U.S. Secretary of Energy Ernest Moniz has announced that the Department of Energy (DOE) will sign an agreement with Southern Co. and Oglethorpe Power for a $6.5 billion loan guarantee that puts federal taxpayers on the hook if the Vogtle 3 & 4 new reactor project defaults on its loan repayments. Energy Secretary Ernest Moniz will speak at the proposed new reactor construction site at 2 PM Eastern today, Thursday, Feb. 20th (you can listen to his address by calling 1-800-282-1696).
President Obama gave the Vogtle 3 & 4 federal loan guarantee offer (for a total of $8.3 billion) the highest profile possible, by announcing it himself at a press event in Feb. 2010. Despite this, it has taken over four years for the project proponents to sign on the dotted line, given their reluctance to put any of their own "skin in the game," in the form of credit subsidy fees. The nuclear loan guarantee program was authorized in the 2005 Energy Policy Act, and $22.5 billion was approved by Congress and George W. Bush for new nuclear facilities on Dec. 23, 2007 ($18.5 billion for new reactors, $4 billion for new uranium enrichment).
The $8.3 billion Vogtle 3 & 4 federal loan guarantee is 15 times bigger than the infamous Solyndra solar loan guarantee, which defaulted on its loan repayment, a $585 million loss to the U.S. Treasury. But the Vogtle 3 & 4 loan guarantee is at much higher financial risk of default than was the Solyndra solar project!
Beyond Nuclear's Paul Gunter blasted the deal in a Common Dreams interview. Southern Alliance for Clean Energy (SACE) also blasted the deal in a press release. Harvey Wasserman has penned an essay entitled "Obama's Nuke-Powered Drone Strike on America's Energy Future."

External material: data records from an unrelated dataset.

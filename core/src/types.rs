//! Wire DTOs for the auth endpoints and the delete confirmation.
//!
//! # Design
//! The auth endpoints return the user as a loosely-shaped object; it is kept
//! as a JSON map here and turned into an `Identity` by the session store,
//! which knows which keys carry the subject.

use std::fmt;

use serde::{Deserialize, Serialize};
use serde_json::{Map, Value};

/// Request payload for `POST /auth/login`.
#[derive(Clone, Serialize, Deserialize)]
pub struct Credentials {
    pub email: String,
    pub password: String,
}

impl Credentials {
    pub fn new(email: impl Into<String>, password: impl Into<String>) -> Self {
        Self {
            email: email.into(),
            password: password.into(),
        }
    }
}

impl fmt::Debug for Credentials {
    fn fmt(&self, f: &mut fmt::Formatter<'_>) -> fmt::Result {
        f.debug_struct("Credentials")
            .field("email", &self.email)
            .field("password", &"<redacted>")
            .finish()
    }
}

/// Request payload for `POST /auth/register`.
#[derive(Clone, Serialize, Deserialize)]
pub struct Registration {
    pub name: String,
    pub email: String,
    pub password: String,
}

impl fmt::Debug for Registration {
    fn fmt(&self, f: &mut fmt::Formatter<'_>) -> fmt::Result {
        f.debug_struct("Registration")
            .field("name", &self.name)
            .field("email", &self.email)
            .field("password", &"<redacted>")
            .finish()
    }
}

/// Success body of both auth endpoints.
#[derive(Debug, Clone, Serialize, Deserialize)]
pub struct AuthResponse {
    pub token: String,
    pub user: Map<String, Value>,
}

/// Body returned by a delete call. Servers may send nothing at all.
#[derive(Debug, Clone, Default, PartialEq, Eq, Serialize, Deserialize)]
pub struct Confirmation {
    #[serde(default, skip_serializing_if = "Option::is_none")]
    pub message: Option<String>,
}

Please contact President Obama and Energy Secretary Moniz, registering your disapproval of this $6.5 billion nuclear loan guarantee, and urging them not to grant the remaining $1.8 billion nuclear loan guarantee to project partner MEAG for Vogtle 3 & 4. Also urge them to withdraw any further nuclear loan guarantee offers, with the remaining $10.2 billion authorized for new reactors, and $4 billion authorized for new uranium enrichment.
But the federal nuclear loan guarantees, and even the CWIP charges which are gouging Georgia ratepayers, are not the only subsidies benefitting this proposed new reactor project. If Vogtle 3 & 4 do get built and operated, the George W. Bush DOE also obligated U.S. taxpayers to ultimate liability for the risks and costs of the high-level radioactive waste they would generate. DOE hastily signed the contract in the last days of the Bush administration, despite the fact that federal courts are awarding $500 million per year in damages to nuclear utilities for DOE's breach of contract for failing to begin taking title to irradiated nuclear fuel in 1998 under the contractual agreements signed in the mid-1980s. The hastily signed contacts were exposed by D.C. attorney Diane Curran, IEER President Arjun Makhijani, and Beyond Nuclear's Kevin Kamps in a March 24, 2010 press conference based on a FOIA Request.